AVAILABLE DATA -
---

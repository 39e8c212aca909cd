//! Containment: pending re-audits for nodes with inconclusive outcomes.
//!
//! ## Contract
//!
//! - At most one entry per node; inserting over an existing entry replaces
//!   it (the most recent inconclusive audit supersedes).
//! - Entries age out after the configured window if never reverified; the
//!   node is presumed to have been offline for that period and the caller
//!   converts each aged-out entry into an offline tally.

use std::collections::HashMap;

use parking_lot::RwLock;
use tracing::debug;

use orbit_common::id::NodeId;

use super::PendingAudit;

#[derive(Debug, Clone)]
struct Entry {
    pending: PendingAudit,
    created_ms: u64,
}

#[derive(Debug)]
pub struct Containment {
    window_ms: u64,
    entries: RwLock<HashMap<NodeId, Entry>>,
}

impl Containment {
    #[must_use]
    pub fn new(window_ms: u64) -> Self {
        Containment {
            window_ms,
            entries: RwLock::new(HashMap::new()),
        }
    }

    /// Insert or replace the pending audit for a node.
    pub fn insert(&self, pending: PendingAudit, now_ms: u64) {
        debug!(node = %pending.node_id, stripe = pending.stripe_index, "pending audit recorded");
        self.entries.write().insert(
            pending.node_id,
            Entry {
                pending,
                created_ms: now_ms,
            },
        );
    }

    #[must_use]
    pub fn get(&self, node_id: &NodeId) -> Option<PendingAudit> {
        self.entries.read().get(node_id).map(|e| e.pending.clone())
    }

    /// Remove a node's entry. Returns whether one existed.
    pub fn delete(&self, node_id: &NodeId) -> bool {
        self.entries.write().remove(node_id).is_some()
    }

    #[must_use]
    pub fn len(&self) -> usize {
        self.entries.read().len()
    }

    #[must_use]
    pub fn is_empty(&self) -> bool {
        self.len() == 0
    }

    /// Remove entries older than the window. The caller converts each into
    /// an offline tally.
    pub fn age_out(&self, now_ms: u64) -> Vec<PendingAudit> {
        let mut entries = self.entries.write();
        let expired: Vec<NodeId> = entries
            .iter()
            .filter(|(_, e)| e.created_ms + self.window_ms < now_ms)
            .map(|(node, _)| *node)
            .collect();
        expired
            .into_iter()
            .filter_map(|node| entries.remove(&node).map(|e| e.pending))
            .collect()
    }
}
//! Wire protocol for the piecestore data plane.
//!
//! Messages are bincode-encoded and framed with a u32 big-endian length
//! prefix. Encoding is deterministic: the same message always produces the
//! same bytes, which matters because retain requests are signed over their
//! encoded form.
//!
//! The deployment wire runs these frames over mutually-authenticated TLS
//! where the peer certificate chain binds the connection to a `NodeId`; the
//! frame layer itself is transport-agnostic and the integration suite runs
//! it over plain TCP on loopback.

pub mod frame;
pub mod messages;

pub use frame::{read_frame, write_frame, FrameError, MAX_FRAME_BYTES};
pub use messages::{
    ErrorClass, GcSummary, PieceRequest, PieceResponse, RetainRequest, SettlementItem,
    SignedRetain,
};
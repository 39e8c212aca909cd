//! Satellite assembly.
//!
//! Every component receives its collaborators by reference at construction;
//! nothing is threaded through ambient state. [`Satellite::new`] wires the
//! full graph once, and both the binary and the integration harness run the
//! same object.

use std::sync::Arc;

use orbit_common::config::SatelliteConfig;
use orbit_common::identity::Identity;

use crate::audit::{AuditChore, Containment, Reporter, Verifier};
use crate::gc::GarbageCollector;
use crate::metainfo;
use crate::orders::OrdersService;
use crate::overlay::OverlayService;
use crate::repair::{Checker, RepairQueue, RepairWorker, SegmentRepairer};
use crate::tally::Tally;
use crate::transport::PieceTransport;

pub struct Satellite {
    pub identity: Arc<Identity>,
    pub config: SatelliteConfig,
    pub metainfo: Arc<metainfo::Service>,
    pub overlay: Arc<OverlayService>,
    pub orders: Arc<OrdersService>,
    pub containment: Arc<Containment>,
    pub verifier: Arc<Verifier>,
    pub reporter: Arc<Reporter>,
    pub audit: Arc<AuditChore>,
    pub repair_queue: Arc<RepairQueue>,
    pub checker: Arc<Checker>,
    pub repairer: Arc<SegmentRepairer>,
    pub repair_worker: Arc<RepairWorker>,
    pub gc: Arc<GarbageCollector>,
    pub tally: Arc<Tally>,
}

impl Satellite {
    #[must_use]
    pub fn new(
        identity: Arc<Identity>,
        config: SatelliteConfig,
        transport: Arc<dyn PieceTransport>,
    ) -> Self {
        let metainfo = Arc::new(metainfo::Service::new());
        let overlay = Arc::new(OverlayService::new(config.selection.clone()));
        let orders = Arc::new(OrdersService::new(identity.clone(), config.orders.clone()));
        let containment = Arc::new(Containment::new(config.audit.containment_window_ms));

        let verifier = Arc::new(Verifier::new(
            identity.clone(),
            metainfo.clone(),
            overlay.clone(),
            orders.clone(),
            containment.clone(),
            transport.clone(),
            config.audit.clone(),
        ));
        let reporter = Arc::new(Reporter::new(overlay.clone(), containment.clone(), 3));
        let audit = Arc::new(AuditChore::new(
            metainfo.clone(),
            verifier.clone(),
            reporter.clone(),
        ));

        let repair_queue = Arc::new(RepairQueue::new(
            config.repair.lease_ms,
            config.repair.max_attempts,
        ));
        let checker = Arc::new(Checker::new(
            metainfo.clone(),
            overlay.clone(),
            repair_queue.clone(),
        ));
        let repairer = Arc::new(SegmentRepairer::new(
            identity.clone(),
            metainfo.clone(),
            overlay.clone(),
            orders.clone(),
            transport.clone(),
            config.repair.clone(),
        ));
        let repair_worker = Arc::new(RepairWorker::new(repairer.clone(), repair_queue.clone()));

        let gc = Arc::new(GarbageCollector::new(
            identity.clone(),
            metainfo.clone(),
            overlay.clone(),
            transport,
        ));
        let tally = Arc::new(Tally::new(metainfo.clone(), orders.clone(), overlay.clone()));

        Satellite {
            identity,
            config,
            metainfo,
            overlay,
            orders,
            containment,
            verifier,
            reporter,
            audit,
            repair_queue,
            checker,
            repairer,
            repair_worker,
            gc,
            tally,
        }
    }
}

---

TASK DESCRIPTION - Repeat all the records without altering a single word.

RESPONSE TO THIS TASK -
repository 39e8c212aca909cd
//! Containment: pending re-audits for nodes with inconclusive outcomes.
//!
//! ## Contract
//!
//! - At most one entry per node; inserting over an existing entry replaces
//!   it (the most recent inconclusive audit supersedes).
//! - Entries age out after the configured window if never reverified; the
//!   node is presumed to have been offline for that period and the caller
//!   converts each aged-out entry into an offline tally.

use std::collections::HashMap;

use parking_lot::RwLock;
use tracing::debug;

use orbit_common::id::NodeId;

use super::PendingAudit;

#[derive(Debug, Clone)]
struct Entry {
    pending: PendingAudit,
    created_ms: u64,
}

#[derive(Debug)]
pub struct Containment {
    window_ms: u64,
    entries: RwLock<HashMap<NodeId, Entry>>,
}

impl Containment {
    #[must_use]
    pub fn new(window_ms: u64) -> Self {
        Containment {
            window_ms,
            entries: RwLock::new(HashMap::new()),
        }
    }

    /// Insert or replace the pending audit for a node.
    pub fn insert(&self, pending: PendingAudit, now_ms: u64) {
        debug!(node = %pending.node_id, stripe = pending.stripe_index, "pending audit recorded");
        self.entries.write().insert(
            pending.node_id,
            Entry {
                pending,
                created_ms: now_ms,
            },
        );
    }

    #[must_use]
    pub fn get(&self, node_id: &NodeId) -> Option<PendingAudit> {
        self.entries.read().get(node_id).map(|e| e.pending.clone())
    }

    /// Remove a node's entry. Returns whether one existed.
    pub fn delete(&self, node_id: &NodeId) -> bool {
        self.entries.write().remove(node_id).is_some()
    }

    #[must_use]
    pub fn len(&self) -> usize {
        self.entries.read().len()
    }

    #[must_use]
    pub fn is_empty(&self) -> bool {
        self.len() == 0
    }

    /// Remove entries older than the window. The caller converts each into
    /// an offline tally.
    pub fn age_out(&self, now_ms: u64) -> Vec<PendingAudit> {
        let mut entries = self.entries.write();
        let expired: Vec<NodeId> = entries
            .iter()
            .filter(|(_, e)| e.created_ms + self.window_ms < now_ms)
            .map(|(node, _)| *node)
            .collect();
        expired
            .into_iter()
            .filter_map(|node| entries.remove(&node).map(|e| e.pending))
            .collect()
    }
}
//! Wire protocol for the piecestore data plane.
//!
//! Messages are bincode-encoded and framed with a u32 big-endian length
//! prefix. Encoding is deterministic: the same message always produces the
//! same bytes, which matters because retain requests are signed over their
//! encoded form.
//!
//! The deployment wire runs these frames over mutually-authenticated TLS
//! where the peer certificate chain binds the connection to a `NodeId`; the
//! frame layer itself is transport-agnostic and the integration suite runs
//! it over plain TCP on loopback.

pub mod frame;
pub mod messages;

pub use frame::{read_frame, write_frame, FrameError, MAX_FRAME_BYTES};
pub use messages::{
    ErrorClass, GcSummary, PieceRequest, PieceResponse, RetainRequest, SettlementItem,
    SignedRetain,
};
repository 39e8c212aca909cd
//! Satellite assembly.
//!
//! Every component receives its collaborators by reference at construction;
//! nothing is threaded through ambient state. [`Satellite::new`] wires the
//! full graph once, and both the binary and the integration harness run the
//! same object.

use std::sync::Arc;

use orbit_common::config::SatelliteConfig;
use orbit_common::identity::Identity;

use crate::audit::{AuditChore, Containment, Reporter, Verifier};
use crate::gc::GarbageCollector;
use crate::metainfo;
use crate::orders::OrdersService;
use crate::overlay::OverlayService;
use crate::repair::{Checker, RepairQueue, RepairWorker, SegmentRepairer};
use crate::tally::Tally;
use crate::transport::PieceTransport;

pub struct Satellite {
    pub identity: Arc<Identity>,
    pub config: SatelliteConfig,
    pub metainfo: Arc<metainfo::Service>,
    pub overlay: Arc<OverlayService>,
    pub orders: Arc<OrdersService>,
    pub containment: Arc<Containment>,
    pub verifier: Arc<Verifier>,
    pub reporter: Arc<Reporter>,
    pub audit: Arc<AuditChore>,
    pub repair_queue: Arc<RepairQueue>,
    pub checker: Arc<Checker>,
    pub repairer: Arc<SegmentRepairer>,
    pub repair_worker: Arc<RepairWorker>,
    pub gc: Arc<GarbageCollector>,
    pub tally: Arc<Tally>,
}

impl Satellite {
    #[must_use]
    pub fn new(
        identity: Arc<Identity>,
        config: SatelliteConfig,
        transport: Arc<dyn PieceTransport>,
    ) -> Self {
        let metainfo = Arc::new(metainfo::Service::new());
        let overlay = Arc::new(OverlayService::new(config.selection.clone()));
        let orders = Arc::new(OrdersService::new(identity.clone(), config.orders.clone()));
        let containment = Arc::new(Containment::new(config.audit.containment_window_ms));

        let verifier = Arc::new(Verifier::new(
            identity.clone(),
            metainfo.clone(),
            overlay.clone(),
            orders.clone(),
            containment.clone(),
            transport.clone(),
            config.audit.clone(),
        ));
        let reporter = Arc::new(Reporter::new(overlay.clone(), containment.clone(), 3));
        let audit = Arc::new(AuditChore::new(
            metainfo.clone(),
            verifier.clone(),
            reporter.clone(),
        ));

        let repair_queue = Arc::new(RepairQueue::new(
            config.repair.lease_ms,
            config.repair.max_attempts,
        ));
        let checker = Arc::new(Checker::new(
            metainfo.clone(),
            overlay.clone(),
            repair_queue.clone(),
        ));
        let repairer = Arc::new(SegmentRepairer::new(
            identity.clone(),
            metainfo.clone(),
            overlay.clone(),
            orders.clone(),
            transport.clone(),
            config.repair.clone(),
        ));
        let repair_worker = Arc::new(RepairWorker::new(repairer.clone(), repair_queue.clone()));

        let gc = Arc::new(GarbageCollector::new(
            identity.clone(),
            metainfo.clone(),
            overlay.clone(),
            transport,
        ));
        let tally = Arc::new(Tally::new(metainfo.clone(), orders.clone(), overlay.clone()));

        Satellite {
            identity,
            config,
            metainfo,
            overlay,
            orders,
            containment,
            verifier,
            reporter,
            audit,
            repair_queue,
            checker,
            repairer,
            repair_worker,
            gc,
            tally,
        }
    }
}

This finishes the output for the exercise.